Exercise description
Copy the records below exactly.
START Source data
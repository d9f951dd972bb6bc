use crate::engine::StopDecision;

use super::types::StopResponse;

/// Build the response for Cursor's stop hook
///
/// This is the only place the `followup_message` key is produced.
pub fn build(decision: &StopDecision) -> StopResponse {
    match decision {
        StopDecision::EndTurn => StopResponse::empty(),
        StopDecision::Followup { message } => StopResponse::followup(message.clone()),
    }
}
//! Cursor stop hook responses
//!
//! Cursor's stop hook accepts a single optional field,
//! `followup_message`. Absence means "let the conversation end";
//! presence means "submit this text as the next user turn".

pub mod stop;
pub mod types;

pub use types::StopResponse;
//! Integration tests for the stop hook decision flow
//!
//! These tests verify the complete path a hook invocation takes:
//! - Payload parsing with Cursor's stop event format
//! - Rule evaluation (abort suppression, continuation ceiling)
//! - Response serialization matching Cursor's expectations

use flywheel_core::engine::{self, CONTINUE_MESSAGE, LIMIT_MESSAGE};
use flywheel_core::harness::CursorHarness;
use pretty_assertions::assert_eq;
use serde_json::json;

/// Run an input through the full parse/evaluate/format path and return
/// the serialized response line, as the CLI would print it.
fn decide(input: &str) -> String {
    let payload = CursorHarness::parse_event(input).unwrap();
    let decision = engine::evaluate(&payload);
    let response = CursorHarness::format_response(&decision);
    serde_json::to_string(&response).unwrap()
}

fn followup_line(message: &str) -> String {
    json!({ "followup_message": message }).to_string()
}

#[test]
fn test_completed_turn_continues() {
    let output = decide(r#"{"status":"completed","loop_count":0}"#);
    assert_eq!(output, followup_line(CONTINUE_MESSAGE));
}

#[test]
fn test_aborted_turn_is_suppressed() {
    let output = decide(r#"{"status":"aborted","loop_count":2}"#);
    assert_eq!(output, "{}");
}

#[test]
fn test_error_at_ceiling_hands_off() {
    let output = decide(r#"{"status":"error","loop_count":5}"#);
    assert_eq!(output, followup_line(LIMIT_MESSAGE));
}

#[test]
fn test_empty_object_uses_defaults() {
    let output = decide("{}");
    assert_eq!(output, followup_line(CONTINUE_MESSAGE));
}

#[test]
fn test_ceiling_is_inclusive() {
    assert_eq!(
        decide(r#"{"loop_count":4}"#),
        followup_line(CONTINUE_MESSAGE)
    );
    assert_eq!(decide(r#"{"loop_count":5}"#), followup_line(LIMIT_MESSAGE));
}

#[test]
fn test_abort_wins_at_any_loop_count() {
    assert_eq!(decide(r#"{"status":"aborted","loop_count":0}"#), "{}");
    assert_eq!(decide(r#"{"status":"aborted","loop_count":5}"#), "{}");
    assert_eq!(decide(r#"{"status":"aborted","loop_count":99}"#), "{}");
}

#[test]
fn test_extra_fields_are_ignored() {
    let input = r#"{
        "conversation_id": "conv-123",
        "generation_id": "gen-456",
        "workspace_roots": ["/home/user/project"],
        "status": "completed",
        "loop_count": 1
    }"#;
    assert_eq!(decide(input), followup_line(CONTINUE_MESSAGE));
}

#[test]
fn test_same_payload_same_output() {
    let input = r#"{"status":"completed","loop_count":3}"#;
    assert_eq!(decide(input), decide(input));
}

#[test]
fn test_malformed_input_is_a_decode_error() {
    assert!(CursorHarness::parse_event("not valid json").is_err());
    assert!(CursorHarness::parse_event("").is_err());
    assert!(CursorHarness::parse_event("null").is_err());
    assert!(CursorHarness::parse_event(r#"{"loop_count":"three"}"#).is_err());
    assert!(CursorHarness::parse_event(r#"{"status":7}"#).is_err());
}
END Source data
Result for this task
repository d9f951dd972bb6bc
use crate::engine::StopDecision;

use super::types::StopResponse;

/// Build the response for Cursor's stop hook
///
/// This is the only place the `followup_message` key is produced.
pub fn build(decision: &StopDecision) -> StopResponse {
    match decision {
        StopDecision::EndTurn => StopResponse::empty(),
        StopDecision::Followup { message } => StopResponse::followup(message.clone()),
    }
}
//! Cursor stop hook responses
//!
//! Cursor's stop hook accepts a single optional field,
//! `followup_message`. Absence means "let the conversation end";
//! presence means "submit this text as the next user turn".

pub mod stop;
pub mod types;

pub use types::StopResponse;
//! Integration tests for the stop hook decision flow
//!
//! These tests verify the complete path a hook invocation takes:
//! - Payload parsing with Cursor's stop event format
//! - Rule evaluation (abort suppression, continuation ceiling)
//! - Response serialization matching Cursor's expectations

use flywheel_core::engine::{self, CONTINUE_MESSAGE, LIMIT_MESSAGE};
use flywheel_core::harness::CursorHarness;
use pretty_assertions::assert_eq;
use serde_json::json;

/// Run an input through the full parse/evaluate/format path and return
/// the serialized response line, as the CLI would print it.
fn decide(input: &str) -> String {
    let payload = CursorHarness::parse_event(input).unwrap();
    let decision = engine::evaluate(&payload);
    let response = CursorHarness::format_response(&decision);
    serde_json::to_string(&response).unwrap()
}

fn followup_line(message: &str) -> String {
    json!({ "followup_message": message }).to_string()
}

#[test]
fn test_completed_turn_continues() {
    let output = decide(r#"{"status":"completed","loop_count":0}"#);
    assert_eq!(output, followup_line(CONTINUE_MESSAGE));
}

#[test]
fn test_aborted_turn_is_suppressed() {
    let output = decide(r#"{"status":"aborted","loop_count":2}"#);
    assert_eq!(output, "{}");
}

#[test]
fn test_error_at_ceiling_hands_off() {
    let output = decide(r#"{"status":"error","loop_count":5}"#);
    assert_eq!(output, followup_line(LIMIT_MESSAGE));
}

#[test]
fn test_empty_object_uses_defaults() {
    let output = decide("{}");
    assert_eq!(output, followup_line(CONTINUE_MESSAGE));
}

#[test]
fn test_ceiling_is_inclusive() {
    assert_eq!(
        decide(r#"{"loop_count":4}"#),
        followup_line(CONTINUE_MESSAGE)
    );
    assert_eq!(decide(r#"{"loop_count":5}"#), followup_line(LIMIT_MESSAGE));
}

#[test]
fn test_abort_wins_at_any_loop_count() {
    assert_eq!(decide(r#"{"status":"aborted","loop_count":0}"#), "{}");
    assert_eq!(decide(r#"{"status":"aborted","loop_count":5}"#), "{}");
    assert_eq!(decide(r#"{"status":"aborted","loop_count":99}"#), "{}");
}

#[test]
fn test_extra_fields_are_ignored() {
    let input = r#"{
        "conversation_id": "conv-123",
        "generation_id": "gen-456",
        "workspace_roots": ["/home/user/project"],
        "status": "completed",
        "loop_count": 1
    }"#;
    assert_eq!(decide(input), followup_line(CONTINUE_MESSAGE));
}

#[test]
fn test_same_payload_same_output() {
    let input = r#"{"status":"completed","loop_count":3}"#;
    assert_eq!(decide(input), decide(input));
}

#[test]
fn test_malformed_input_is_a_decode_error() {
    assert!(CursorHarness::parse_event("not valid json").is_err());
    assert!(CursorHarness::parse_event("").is_err());
    assert!(CursorHarness::parse_event("null").is_err());
    assert!(CursorHarness::parse_event(r#"{"loop_count":"three"}"#).is_err());
    assert!(CursorHarness::parse_event(r#"{"status":7}"#).is_err());
}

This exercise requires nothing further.